Please go line by line through the material and copy each one containing the word "every".

▼

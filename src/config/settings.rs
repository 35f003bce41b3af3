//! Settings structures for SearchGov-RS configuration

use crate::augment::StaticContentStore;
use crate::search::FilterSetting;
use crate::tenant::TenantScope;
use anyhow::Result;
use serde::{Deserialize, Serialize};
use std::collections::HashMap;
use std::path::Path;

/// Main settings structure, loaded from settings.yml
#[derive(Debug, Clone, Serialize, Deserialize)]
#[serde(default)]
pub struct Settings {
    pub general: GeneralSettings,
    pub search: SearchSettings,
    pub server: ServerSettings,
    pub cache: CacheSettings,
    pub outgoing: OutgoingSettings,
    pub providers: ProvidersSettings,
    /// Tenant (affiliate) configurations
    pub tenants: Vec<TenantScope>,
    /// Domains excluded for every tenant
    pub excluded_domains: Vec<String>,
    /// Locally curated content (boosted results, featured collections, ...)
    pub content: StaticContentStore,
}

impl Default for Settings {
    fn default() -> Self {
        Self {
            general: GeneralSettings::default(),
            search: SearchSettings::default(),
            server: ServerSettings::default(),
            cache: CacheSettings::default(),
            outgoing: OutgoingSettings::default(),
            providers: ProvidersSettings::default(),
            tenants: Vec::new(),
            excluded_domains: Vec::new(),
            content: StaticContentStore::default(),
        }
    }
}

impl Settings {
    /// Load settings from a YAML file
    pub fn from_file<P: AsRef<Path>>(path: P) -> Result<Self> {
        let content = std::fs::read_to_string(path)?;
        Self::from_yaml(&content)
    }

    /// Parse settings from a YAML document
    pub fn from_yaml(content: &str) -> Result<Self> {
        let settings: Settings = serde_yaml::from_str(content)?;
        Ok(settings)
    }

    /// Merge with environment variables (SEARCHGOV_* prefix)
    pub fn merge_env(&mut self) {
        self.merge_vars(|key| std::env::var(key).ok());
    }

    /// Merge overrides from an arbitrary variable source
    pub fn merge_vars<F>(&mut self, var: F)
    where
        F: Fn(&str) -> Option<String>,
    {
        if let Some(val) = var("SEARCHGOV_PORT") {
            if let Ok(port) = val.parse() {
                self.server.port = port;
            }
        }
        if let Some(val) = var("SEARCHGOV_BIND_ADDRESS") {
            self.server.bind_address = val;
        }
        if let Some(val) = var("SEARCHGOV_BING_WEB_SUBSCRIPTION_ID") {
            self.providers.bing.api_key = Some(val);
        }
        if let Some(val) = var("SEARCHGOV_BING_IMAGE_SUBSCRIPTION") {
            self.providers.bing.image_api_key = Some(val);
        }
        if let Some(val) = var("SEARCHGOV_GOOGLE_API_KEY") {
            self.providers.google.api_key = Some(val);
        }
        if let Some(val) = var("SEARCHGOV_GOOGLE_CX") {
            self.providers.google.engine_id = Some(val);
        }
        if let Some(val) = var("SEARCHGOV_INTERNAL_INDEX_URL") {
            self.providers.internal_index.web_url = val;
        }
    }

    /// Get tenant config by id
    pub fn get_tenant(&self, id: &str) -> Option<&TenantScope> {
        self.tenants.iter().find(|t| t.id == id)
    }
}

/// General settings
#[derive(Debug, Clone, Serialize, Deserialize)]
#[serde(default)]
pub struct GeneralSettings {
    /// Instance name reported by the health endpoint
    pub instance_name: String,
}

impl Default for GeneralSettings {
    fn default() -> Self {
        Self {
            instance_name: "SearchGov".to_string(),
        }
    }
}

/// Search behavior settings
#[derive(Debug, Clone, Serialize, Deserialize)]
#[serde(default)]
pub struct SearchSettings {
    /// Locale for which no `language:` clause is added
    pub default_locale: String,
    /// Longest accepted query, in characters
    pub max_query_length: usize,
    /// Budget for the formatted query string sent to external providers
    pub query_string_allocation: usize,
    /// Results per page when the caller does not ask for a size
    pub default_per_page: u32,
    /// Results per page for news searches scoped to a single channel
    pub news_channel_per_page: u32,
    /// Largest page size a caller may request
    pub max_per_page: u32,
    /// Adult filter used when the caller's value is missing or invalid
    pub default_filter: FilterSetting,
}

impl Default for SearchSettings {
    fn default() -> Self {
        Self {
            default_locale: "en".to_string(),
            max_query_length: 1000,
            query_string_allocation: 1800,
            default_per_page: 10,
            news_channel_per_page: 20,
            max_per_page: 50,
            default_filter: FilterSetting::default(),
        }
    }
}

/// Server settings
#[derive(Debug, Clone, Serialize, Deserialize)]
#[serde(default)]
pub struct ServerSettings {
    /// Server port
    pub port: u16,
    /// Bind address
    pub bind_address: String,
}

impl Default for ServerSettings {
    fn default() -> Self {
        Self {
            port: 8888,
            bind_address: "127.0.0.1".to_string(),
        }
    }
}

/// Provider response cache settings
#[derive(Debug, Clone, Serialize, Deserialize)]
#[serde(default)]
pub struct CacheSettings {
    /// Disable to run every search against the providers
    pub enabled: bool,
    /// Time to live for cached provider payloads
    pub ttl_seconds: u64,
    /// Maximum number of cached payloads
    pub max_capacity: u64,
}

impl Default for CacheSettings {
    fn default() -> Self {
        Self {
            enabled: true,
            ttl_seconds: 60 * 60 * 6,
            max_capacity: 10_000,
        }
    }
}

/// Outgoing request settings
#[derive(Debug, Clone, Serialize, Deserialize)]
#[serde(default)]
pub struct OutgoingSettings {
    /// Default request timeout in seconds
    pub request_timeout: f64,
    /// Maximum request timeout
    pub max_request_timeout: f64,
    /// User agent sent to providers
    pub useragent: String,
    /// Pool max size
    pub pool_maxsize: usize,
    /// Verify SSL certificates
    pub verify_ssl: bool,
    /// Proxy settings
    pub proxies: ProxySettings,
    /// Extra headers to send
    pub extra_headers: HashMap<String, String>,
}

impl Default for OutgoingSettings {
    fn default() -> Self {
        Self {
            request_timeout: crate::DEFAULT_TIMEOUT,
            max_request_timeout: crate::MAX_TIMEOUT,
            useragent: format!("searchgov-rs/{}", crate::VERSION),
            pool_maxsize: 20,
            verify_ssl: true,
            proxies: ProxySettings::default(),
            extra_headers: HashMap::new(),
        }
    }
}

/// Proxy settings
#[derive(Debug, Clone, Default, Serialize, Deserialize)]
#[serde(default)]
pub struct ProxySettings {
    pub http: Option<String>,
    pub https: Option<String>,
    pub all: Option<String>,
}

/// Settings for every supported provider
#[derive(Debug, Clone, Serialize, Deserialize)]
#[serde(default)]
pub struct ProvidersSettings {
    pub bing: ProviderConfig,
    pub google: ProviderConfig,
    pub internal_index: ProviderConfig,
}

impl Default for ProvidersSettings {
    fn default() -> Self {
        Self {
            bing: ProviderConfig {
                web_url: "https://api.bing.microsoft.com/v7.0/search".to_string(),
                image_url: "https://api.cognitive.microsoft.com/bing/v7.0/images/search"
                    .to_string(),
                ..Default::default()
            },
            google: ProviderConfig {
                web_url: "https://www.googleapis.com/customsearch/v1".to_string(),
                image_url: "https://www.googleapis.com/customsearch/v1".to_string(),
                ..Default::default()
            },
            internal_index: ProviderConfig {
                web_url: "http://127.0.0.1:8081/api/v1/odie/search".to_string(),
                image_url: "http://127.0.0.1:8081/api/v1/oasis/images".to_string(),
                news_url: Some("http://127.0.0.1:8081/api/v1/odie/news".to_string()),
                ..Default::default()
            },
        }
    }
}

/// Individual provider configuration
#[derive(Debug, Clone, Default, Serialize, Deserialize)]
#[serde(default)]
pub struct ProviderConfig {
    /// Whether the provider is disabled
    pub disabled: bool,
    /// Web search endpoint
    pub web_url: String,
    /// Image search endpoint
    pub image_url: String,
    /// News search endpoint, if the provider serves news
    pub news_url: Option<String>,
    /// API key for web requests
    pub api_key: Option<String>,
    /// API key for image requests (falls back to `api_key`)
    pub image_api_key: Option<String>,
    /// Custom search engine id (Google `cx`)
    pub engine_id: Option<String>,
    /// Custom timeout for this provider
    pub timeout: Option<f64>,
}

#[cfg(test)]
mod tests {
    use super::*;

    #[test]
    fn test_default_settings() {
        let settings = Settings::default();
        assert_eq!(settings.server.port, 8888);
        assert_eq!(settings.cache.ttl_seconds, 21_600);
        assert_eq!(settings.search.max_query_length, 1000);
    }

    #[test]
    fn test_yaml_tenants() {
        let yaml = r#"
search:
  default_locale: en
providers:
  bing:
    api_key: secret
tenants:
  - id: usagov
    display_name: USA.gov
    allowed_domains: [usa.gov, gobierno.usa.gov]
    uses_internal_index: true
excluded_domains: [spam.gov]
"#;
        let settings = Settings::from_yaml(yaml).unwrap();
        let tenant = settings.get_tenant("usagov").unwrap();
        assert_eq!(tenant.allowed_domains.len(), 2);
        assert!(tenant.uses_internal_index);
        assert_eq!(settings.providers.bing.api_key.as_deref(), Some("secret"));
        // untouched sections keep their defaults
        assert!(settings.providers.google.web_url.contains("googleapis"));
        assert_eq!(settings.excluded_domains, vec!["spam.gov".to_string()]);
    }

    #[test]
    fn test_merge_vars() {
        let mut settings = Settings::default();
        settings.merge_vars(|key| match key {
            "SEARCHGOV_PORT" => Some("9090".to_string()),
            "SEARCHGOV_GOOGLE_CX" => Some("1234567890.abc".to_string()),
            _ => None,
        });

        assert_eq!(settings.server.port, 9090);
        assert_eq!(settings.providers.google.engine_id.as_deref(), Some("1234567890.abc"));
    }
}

▲
▼

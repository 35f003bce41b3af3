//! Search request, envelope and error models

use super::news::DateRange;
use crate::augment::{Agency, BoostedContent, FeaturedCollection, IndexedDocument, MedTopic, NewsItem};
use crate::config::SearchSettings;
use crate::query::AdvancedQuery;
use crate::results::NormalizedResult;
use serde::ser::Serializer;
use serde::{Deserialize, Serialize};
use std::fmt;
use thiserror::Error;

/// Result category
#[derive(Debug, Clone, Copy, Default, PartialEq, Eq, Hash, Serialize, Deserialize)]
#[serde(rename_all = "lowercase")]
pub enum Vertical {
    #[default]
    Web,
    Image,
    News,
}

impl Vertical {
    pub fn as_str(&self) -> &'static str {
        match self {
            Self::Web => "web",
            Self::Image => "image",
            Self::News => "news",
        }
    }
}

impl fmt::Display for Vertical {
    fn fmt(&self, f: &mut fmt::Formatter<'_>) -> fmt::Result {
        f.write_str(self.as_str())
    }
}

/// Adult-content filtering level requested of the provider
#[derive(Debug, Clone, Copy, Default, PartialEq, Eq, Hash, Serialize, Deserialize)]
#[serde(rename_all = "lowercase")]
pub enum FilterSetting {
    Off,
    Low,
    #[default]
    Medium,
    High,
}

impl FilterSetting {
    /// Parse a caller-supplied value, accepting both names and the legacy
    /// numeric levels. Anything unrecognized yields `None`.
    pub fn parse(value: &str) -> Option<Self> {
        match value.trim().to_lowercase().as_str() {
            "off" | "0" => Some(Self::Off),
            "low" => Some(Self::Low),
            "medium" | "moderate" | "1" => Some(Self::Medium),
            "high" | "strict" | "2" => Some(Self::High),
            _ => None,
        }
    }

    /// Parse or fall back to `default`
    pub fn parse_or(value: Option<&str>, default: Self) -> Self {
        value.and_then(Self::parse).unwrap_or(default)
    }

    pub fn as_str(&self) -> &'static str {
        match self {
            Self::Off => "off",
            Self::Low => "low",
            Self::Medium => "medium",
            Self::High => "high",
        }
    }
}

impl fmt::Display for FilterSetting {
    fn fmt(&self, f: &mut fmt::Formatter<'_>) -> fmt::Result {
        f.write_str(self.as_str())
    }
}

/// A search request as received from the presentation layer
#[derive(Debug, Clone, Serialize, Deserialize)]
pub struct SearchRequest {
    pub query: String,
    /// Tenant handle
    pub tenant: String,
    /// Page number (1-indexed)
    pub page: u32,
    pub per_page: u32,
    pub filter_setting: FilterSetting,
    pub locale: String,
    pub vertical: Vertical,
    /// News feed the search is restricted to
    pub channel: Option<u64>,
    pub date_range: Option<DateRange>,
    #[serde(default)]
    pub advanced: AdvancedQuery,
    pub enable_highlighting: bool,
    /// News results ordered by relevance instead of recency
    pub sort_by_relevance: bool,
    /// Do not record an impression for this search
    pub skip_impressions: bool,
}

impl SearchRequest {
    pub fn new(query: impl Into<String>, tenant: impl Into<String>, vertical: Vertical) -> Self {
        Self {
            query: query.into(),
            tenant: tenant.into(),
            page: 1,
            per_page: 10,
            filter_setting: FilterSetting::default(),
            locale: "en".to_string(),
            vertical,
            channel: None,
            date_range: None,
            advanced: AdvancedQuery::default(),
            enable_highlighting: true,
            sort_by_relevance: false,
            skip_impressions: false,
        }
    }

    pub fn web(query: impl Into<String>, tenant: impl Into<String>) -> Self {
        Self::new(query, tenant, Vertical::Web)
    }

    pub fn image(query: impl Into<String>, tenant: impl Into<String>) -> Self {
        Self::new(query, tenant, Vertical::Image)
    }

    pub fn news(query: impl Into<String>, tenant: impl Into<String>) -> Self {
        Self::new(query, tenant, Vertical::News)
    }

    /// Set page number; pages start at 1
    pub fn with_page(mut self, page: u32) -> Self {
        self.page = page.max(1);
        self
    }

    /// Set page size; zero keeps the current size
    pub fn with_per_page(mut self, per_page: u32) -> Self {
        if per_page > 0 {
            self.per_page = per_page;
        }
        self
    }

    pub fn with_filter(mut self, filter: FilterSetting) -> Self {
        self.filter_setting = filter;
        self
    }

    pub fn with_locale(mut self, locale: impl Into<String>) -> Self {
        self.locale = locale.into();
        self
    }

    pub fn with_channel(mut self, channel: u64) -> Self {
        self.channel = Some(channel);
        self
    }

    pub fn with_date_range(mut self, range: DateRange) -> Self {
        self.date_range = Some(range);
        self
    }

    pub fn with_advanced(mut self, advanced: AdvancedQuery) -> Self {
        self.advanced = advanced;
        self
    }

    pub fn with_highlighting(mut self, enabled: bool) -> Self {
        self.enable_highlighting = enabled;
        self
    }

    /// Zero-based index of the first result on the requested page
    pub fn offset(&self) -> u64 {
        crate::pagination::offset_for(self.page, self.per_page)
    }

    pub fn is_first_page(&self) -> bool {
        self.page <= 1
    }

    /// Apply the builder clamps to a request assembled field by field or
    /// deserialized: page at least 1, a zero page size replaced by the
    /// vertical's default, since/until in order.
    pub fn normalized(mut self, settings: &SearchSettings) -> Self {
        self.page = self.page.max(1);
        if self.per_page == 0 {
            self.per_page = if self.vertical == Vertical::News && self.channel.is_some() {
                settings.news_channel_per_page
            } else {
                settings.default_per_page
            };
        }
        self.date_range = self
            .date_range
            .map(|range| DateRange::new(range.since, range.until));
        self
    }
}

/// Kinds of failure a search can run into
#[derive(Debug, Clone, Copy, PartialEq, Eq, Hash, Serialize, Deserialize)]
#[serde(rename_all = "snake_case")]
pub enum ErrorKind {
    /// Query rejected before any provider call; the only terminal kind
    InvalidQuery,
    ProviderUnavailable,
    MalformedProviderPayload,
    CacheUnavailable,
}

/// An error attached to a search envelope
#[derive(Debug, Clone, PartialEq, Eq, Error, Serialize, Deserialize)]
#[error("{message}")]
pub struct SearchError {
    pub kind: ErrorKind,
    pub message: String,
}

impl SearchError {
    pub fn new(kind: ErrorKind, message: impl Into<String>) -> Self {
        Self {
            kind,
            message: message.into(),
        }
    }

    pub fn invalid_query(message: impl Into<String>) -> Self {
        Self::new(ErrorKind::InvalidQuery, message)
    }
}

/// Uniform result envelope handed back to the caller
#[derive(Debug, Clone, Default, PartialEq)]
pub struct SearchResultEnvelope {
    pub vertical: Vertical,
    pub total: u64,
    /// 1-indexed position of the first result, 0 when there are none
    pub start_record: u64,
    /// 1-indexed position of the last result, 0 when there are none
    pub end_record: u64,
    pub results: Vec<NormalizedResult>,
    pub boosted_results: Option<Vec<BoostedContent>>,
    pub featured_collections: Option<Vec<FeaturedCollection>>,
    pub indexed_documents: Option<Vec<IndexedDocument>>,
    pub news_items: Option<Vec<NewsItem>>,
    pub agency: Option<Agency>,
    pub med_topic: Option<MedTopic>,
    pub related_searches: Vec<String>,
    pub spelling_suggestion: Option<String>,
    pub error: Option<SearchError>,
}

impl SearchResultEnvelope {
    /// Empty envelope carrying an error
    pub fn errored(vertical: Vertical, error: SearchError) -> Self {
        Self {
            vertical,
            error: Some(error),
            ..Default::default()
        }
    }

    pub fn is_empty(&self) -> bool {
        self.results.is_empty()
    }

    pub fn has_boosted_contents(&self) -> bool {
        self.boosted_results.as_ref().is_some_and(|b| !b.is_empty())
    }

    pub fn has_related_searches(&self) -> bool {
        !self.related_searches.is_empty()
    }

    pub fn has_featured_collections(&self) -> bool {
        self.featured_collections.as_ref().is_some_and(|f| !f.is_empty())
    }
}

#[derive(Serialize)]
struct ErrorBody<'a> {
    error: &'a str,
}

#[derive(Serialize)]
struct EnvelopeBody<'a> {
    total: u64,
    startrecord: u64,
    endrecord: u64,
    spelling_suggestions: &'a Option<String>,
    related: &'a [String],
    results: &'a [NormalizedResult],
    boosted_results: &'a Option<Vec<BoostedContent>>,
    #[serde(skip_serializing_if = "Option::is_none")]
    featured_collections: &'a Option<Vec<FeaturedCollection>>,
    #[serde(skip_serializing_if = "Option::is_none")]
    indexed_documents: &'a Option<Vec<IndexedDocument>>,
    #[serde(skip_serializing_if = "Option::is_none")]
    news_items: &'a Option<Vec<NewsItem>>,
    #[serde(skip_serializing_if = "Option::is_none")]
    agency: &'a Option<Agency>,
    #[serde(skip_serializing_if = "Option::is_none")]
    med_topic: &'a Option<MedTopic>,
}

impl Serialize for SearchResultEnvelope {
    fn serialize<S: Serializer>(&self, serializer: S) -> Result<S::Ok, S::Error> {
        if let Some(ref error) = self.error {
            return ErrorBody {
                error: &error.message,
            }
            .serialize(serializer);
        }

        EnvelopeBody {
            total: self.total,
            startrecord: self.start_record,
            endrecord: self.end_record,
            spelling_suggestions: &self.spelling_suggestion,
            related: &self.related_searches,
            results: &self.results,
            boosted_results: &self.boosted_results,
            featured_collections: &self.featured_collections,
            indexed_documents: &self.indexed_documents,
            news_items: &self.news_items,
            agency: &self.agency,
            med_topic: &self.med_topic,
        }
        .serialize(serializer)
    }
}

▲

SOLUTION BELOW:
    /// Domains excluded for every tenant
    /// Disable to run every search against the providers
/// Settings for every supported provider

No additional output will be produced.